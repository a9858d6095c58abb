//! Startup consistency check and full rebuild
//!
//! The index is a derived projection; after an unclean shutdown or an
//! out-of-band catalog import it can drift from the system-of-record. The
//! check is a count-equality heuristic: cheap, run once per process, and
//! deliberately blind to drift that preserves the document count. The
//! writer is also invoked synchronously on every repository mutation, which
//! covers the common path.

use crate::index::SearchIndex;
use refsearch_core::{Reference, ReferenceSource, Result};
use std::sync::atomic::Ordering;

/// Records streamed per batch during a rebuild.
pub const REINDEX_BATCH_SIZE: usize = 20;

impl SearchIndex {
    /// Compare counts against the system-of-record and rebuild on mismatch.
    ///
    /// Gated to run at most once per process: the gate clears on the first
    /// call whether or not the counts matched, so later calls are no-ops
    /// until an administrative caller uses
    /// [`SearchIndex::force_reindex`]. Returns whether a rebuild ran.
    ///
    /// # Errors
    ///
    /// Errors mid-rebuild are fatal to that invocation and may leave the
    /// index cleared but incomplete; retry with `force_reindex`.
    pub fn reindex(&self, source: &dyn ReferenceSource) -> Result<bool> {
        if !self.inner.first_use.swap(false, Ordering::SeqCst) {
            return Ok(false);
        }

        let source_count = source.count()?;
        if self.count() == source_count {
            tracing::debug!(
                target: "refsearch::reindex",
                count = source_count,
                "index count matches system-of-record; skipping rebuild"
            );
            return Ok(false);
        }

        tracing::info!(
            target: "refsearch::reindex",
            index = self.count(),
            source = source_count,
            "count mismatch; rebuilding index"
        );
        self.rebuild(source)?;
        Ok(true)
    }

    /// Unconditionally clear and rebuild: the administrative retry path.
    pub fn force_reindex(&self, source: &dyn ReferenceSource) -> Result<()> {
        self.inner.first_use.store(false, Ordering::SeqCst);
        self.rebuild(source)
    }

    fn rebuild(&self, source: &dyn ReferenceSource) -> Result<()> {
        self.clear()?;

        let mut batch: Vec<Reference> = Vec::with_capacity(REINDEX_BATCH_SIZE);
        for reference in source.iter()? {
            batch.push(reference?);
            if batch.len() == REINDEX_BATCH_SIZE {
                self.add_or_update_batch(&batch)?;
                batch.clear();
            }
        }
        if !batch.is_empty() {
            self.add_or_update_batch(&batch)?;
        }

        tracing::info!(
            target: "refsearch::reindex",
            docs = self.count(),
            "rebuild complete"
        );
        Ok(())
    }
}
//! Durability and process-coordination tests
//!
//! Covers commit-per-mutation durability across reopen, the truncate flag,
//! storage-layer writer exclusion, and the lock-wait handover between two
//! writers.

use refsearch_core::{Error, Reference};
use refsearch_index::{IndexOptions, IndexStore, SearchIndex};
use std::thread;
use std::time::Duration;
use uuid::Uuid;

fn titled(title: &str) -> Reference {
    Reference {
        id: Uuid::new_v4(),
        title: Some(title.to_string()),
        ..Default::default()
    }
}

#[test]
fn committed_state_survives_reopen() {
    let tmp = tempfile::tempdir().unwrap();
    let a = titled("moraine vegetation");
    let b = titled("glacier dynamics");

    {
        let index = SearchIndex::open_at(tmp.path(), IndexOptions::default()).unwrap();
        index.add_or_update(&a).unwrap();
        index.add_or_update(&b).unwrap();
        index.close().unwrap();
    }

    let index = SearchIndex::open_at(tmp.path(), IndexOptions::default()).unwrap();
    assert_eq!(index.count(), 2);
    let hits: Vec<Uuid> = index.search("moraine", 0, 10).collect();
    assert_eq!(hits, vec![a.id]);
}

#[test]
fn drop_without_close_still_leaves_durable_state() {
    let tmp = tempfile::tempdir().unwrap();
    let a = titled("moraine vegetation");

    {
        // Every mutation commits before returning, so an abrupt drop loses
        // nothing.
        let index = SearchIndex::open_at(tmp.path(), IndexOptions::default()).unwrap();
        index.add_or_update(&a).unwrap();
    }

    let index = SearchIndex::open_at(tmp.path(), IndexOptions::default()).unwrap();
    assert_eq!(index.count(), 1);
}

#[test]
fn delete_is_durable() {
    let tmp = tempfile::tempdir().unwrap();
    let a = titled("moraine vegetation");
    let b = titled("glacier dynamics");

    {
        let index = SearchIndex::open_at(tmp.path(), IndexOptions::default()).unwrap();
        index.add_or_update(&a).unwrap();
        index.add_or_update(&b).unwrap();
        index.delete(a.id).unwrap();
        index.close().unwrap();
    }

    let index = SearchIndex::open_at(tmp.path(), IndexOptions::default()).unwrap();
    assert_eq!(index.count(), 1);
    assert_eq!(index.search("moraine", 0, 10).count(), 0);
    assert_eq!(index.search("glacier", 0, 10).count(), 1);
}

#[test]
fn truncate_discards_previous_state() {
    let tmp = tempfile::tempdir().unwrap();
    {
        let index = SearchIndex::open_at(tmp.path(), IndexOptions::default()).unwrap();
        index.add_or_update(&titled("moraine vegetation")).unwrap();
        index.close().unwrap();
    }

    let options = IndexOptions {
        truncate: true,
        ..Default::default()
    };
    let index = SearchIndex::open_at(tmp.path(), options).unwrap();
    assert_eq!(index.count(), 0);
    assert_eq!(index.search("moraine", 0, 10).count(), 0);
}

#[test]
fn second_writer_is_rejected_while_open() {
    let tmp = tempfile::tempdir().unwrap();
    let _index = SearchIndex::open_at(tmp.path(), IndexOptions::default()).unwrap();

    let second = SearchIndex::open_at(tmp.path(), IndexOptions::default());
    assert!(matches!(second, Err(Error::StoreLocked { .. })));
}

#[test]
fn marker_present_while_open_gone_after_close() {
    let tmp = tempfile::tempdir().unwrap();
    assert!(!IndexStore::lock_marker_present(tmp.path()));

    let index = SearchIndex::open_at(tmp.path(), IndexOptions::default()).unwrap();
    assert!(IndexStore::lock_marker_present(tmp.path()));

    index.close().unwrap();
    assert!(!IndexStore::lock_marker_present(tmp.path()));
}

#[test]
fn lock_wait_hands_over_from_closing_writer() {
    let tmp = tempfile::tempdir().unwrap();
    let first = SearchIndex::open_at(tmp.path(), IndexOptions::default()).unwrap();
    first.add_or_update(&titled("moraine vegetation")).unwrap();

    let closer = thread::spawn(move || {
        thread::sleep(Duration::from_millis(300));
        first.close().unwrap();
    });

    // Polls the marker until the first writer releases, well inside the
    // ~5 second budget, then opens and sees the committed state.
    let options = IndexOptions {
        wait_for_lock: true,
        ..Default::default()
    };
    let second = SearchIndex::open_at(tmp.path(), options).unwrap();
    assert_eq!(second.count(), 1);

    closer.join().unwrap();
    second.close().unwrap();
}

Task goal: Retype the data exactly.

Response to the task:
repository a9858d6095c58abb
//! Startup consistency check and full rebuild
//!
//! The index is a derived projection; after an unclean shutdown or an
//! out-of-band catalog import it can drift from the system-of-record. The
//! check is a count-equality heuristic: cheap, run once per process, and
//! deliberately blind to drift that preserves the document count. The
//! writer is also invoked synchronously on every repository mutation, which
//! covers the common path.

use crate::index::SearchIndex;
use refsearch_core::{Reference, ReferenceSource, Result};
use std::sync::atomic::Ordering;

/// Records streamed per batch during a rebuild.
pub const REINDEX_BATCH_SIZE: usize = 20;

impl SearchIndex {
    /// Compare counts against the system-of-record and rebuild on mismatch.
    ///
    /// Gated to run at most once per process: the gate clears on the first
    /// call whether or not the counts matched, so later calls are no-ops
    /// until an administrative caller uses
    /// [`SearchIndex::force_reindex`]. Returns whether a rebuild ran.
    ///
    /// # Errors
    ///
    /// Errors mid-rebuild are fatal to that invocation and may leave the
    /// index cleared but incomplete; retry with `force_reindex`.
    pub fn reindex(&self, source: &dyn ReferenceSource) -> Result<bool> {
        if !self.inner.first_use.swap(false, Ordering::SeqCst) {
            return Ok(false);
        }

        let source_count = source.count()?;
        if self.count() == source_count {
            tracing::debug!(
                target: "refsearch::reindex",
                count = source_count,
                "index count matches system-of-record; skipping rebuild"
            );
            return Ok(false);
        }

        tracing::info!(
            target: "refsearch::reindex",
            index = self.count(),
            source = source_count,
            "count mismatch; rebuilding index"
        );
        self.rebuild(source)?;
        Ok(true)
    }

    /// Unconditionally clear and rebuild: the administrative retry path.
    pub fn force_reindex(&self, source: &dyn ReferenceSource) -> Result<()> {
        self.inner.first_use.store(false, Ordering::SeqCst);
        self.rebuild(source)
    }

    fn rebuild(&self, source: &dyn ReferenceSource) -> Result<()> {
        self.clear()?;

        let mut batch: Vec<Reference> = Vec::with_capacity(REINDEX_BATCH_SIZE);
        for reference in source.iter()? {
            batch.push(reference?);
            if batch.len() == REINDEX_BATCH_SIZE {
                self.add_or_update_batch(&batch)?;
                batch.clear();
            }
        }
        if !batch.is_empty() {
            self.add_or_update_batch(&batch)?;
        }

        tracing::info!(
            target: "refsearch::reindex",
            docs = self.count(),
            "rebuild complete"
        );
        Ok(())
    }
}
//! Durability and process-coordination tests
//!
//! Covers commit-per-mutation durability across reopen, the truncate flag,
//! storage-layer writer exclusion, and the lock-wait handover between two
//! writers.

use refsearch_core::{Error, Reference};
use refsearch_index::{IndexOptions, IndexStore, SearchIndex};
use std::thread;
use std::time::Duration;
use uuid::Uuid;

fn titled(title: &str) -> Reference {
    Reference {
        id: Uuid::new_v4(),
        title: Some(title.to_string()),
        ..Default::default()
    }
}

#[test]
fn committed_state_survives_reopen() {
    let tmp = tempfile::tempdir().unwrap();
    let a = titled("moraine vegetation");
    let b = titled("glacier dynamics");

    {
        let index = SearchIndex::open_at(tmp.path(), IndexOptions::default()).unwrap();
        index.add_or_update(&a).unwrap();
        index.add_or_update(&b).unwrap();
        index.close().unwrap();
    }

    let index = SearchIndex::open_at(tmp.path(), IndexOptions::default()).unwrap();
    assert_eq!(index.count(), 2);
    let hits: Vec<Uuid> = index.search("moraine", 0, 10).collect();
    assert_eq!(hits, vec![a.id]);
}

#[test]
fn drop_without_close_still_leaves_durable_state() {
    let tmp = tempfile::tempdir().unwrap();
    let a = titled("moraine vegetation");

    {
        // Every mutation commits before returning, so an abrupt drop loses
        // nothing.
        let index = SearchIndex::open_at(tmp.path(), IndexOptions::default()).unwrap();
        index.add_or_update(&a).unwrap();
    }

    let index = SearchIndex::open_at(tmp.path(), IndexOptions::default()).unwrap();
    assert_eq!(index.count(), 1);
}

#[test]
fn delete_is_durable() {
    let tmp = tempfile::tempdir().unwrap();
    let a = titled("moraine vegetation");
    let b = titled("glacier dynamics");

    {
        let index = SearchIndex::open_at(tmp.path(), IndexOptions::default()).unwrap();
        index.add_or_update(&a).unwrap();
        index.add_or_update(&b).unwrap();
        index.delete(a.id).unwrap();
        index.close().unwrap();
    }

    let index = SearchIndex::open_at(tmp.path(), IndexOptions::default()).unwrap();
    assert_eq!(index.count(), 1);
    assert_eq!(index.search("moraine", 0, 10).count(), 0);
    assert_eq!(index.search("glacier", 0, 10).count(), 1);
}

#[test]
fn truncate_discards_previous_state() {
    let tmp = tempfile::tempdir().unwrap();
    {
        let index = SearchIndex::open_at(tmp.path(), IndexOptions::default()).unwrap();
        index.add_or_update(&titled("moraine vegetation")).unwrap();
        index.close().unwrap();
    }

    let options = IndexOptions {
        truncate: true,
        ..Default::default()
    };
    let index = SearchIndex::open_at(tmp.path(), options).unwrap();
    assert_eq!(index.count(), 0);
    assert_eq!(index.search("moraine", 0, 10).count(), 0);
}

#[test]
fn second_writer_is_rejected_while_open() {
    let tmp = tempfile::tempdir().unwrap();
    let _index = SearchIndex::open_at(tmp.path(), IndexOptions::default()).unwrap();

    let second = SearchIndex::open_at(tmp.path(), IndexOptions::default());
    assert!(matches!(second, Err(Error::StoreLocked { .. })));
}

#[test]
fn marker_present_while_open_gone_after_close() {
    let tmp = tempfile::tempdir().unwrap();
    assert!(!IndexStore::lock_marker_present(tmp.path()));

    let index = SearchIndex::open_at(tmp.path(), IndexOptions::default()).unwrap();
    assert!(IndexStore::lock_marker_present(tmp.path()));

    index.close().unwrap();
    assert!(!IndexStore::lock_marker_present(tmp.path()));
}

#[test]
fn lock_wait_hands_over_from_closing_writer() {
    let tmp = tempfile::tempdir().unwrap();
    let first = SearchIndex::open_at(tmp.path(), IndexOptions::default()).unwrap();
    first.add_or_update(&titled("moraine vegetation")).unwrap();

    let closer = thread::spawn(move || {
        thread::sleep(Duration::from_millis(300));
        first.close().unwrap();
    });

    // Polls the marker until the first writer releases, well inside the
    // ~5 second budget, then opens and sees the committed state.
    let options = IndexOptions {
        wait_for_lock: true,
        ..Default::default()
    };
    let second = SearchIndex::open_at(tmp.path(), options).unwrap();
    assert_eq!(second.count(), 1);

    closer.join().unwrap();
    second.close().unwrap();
}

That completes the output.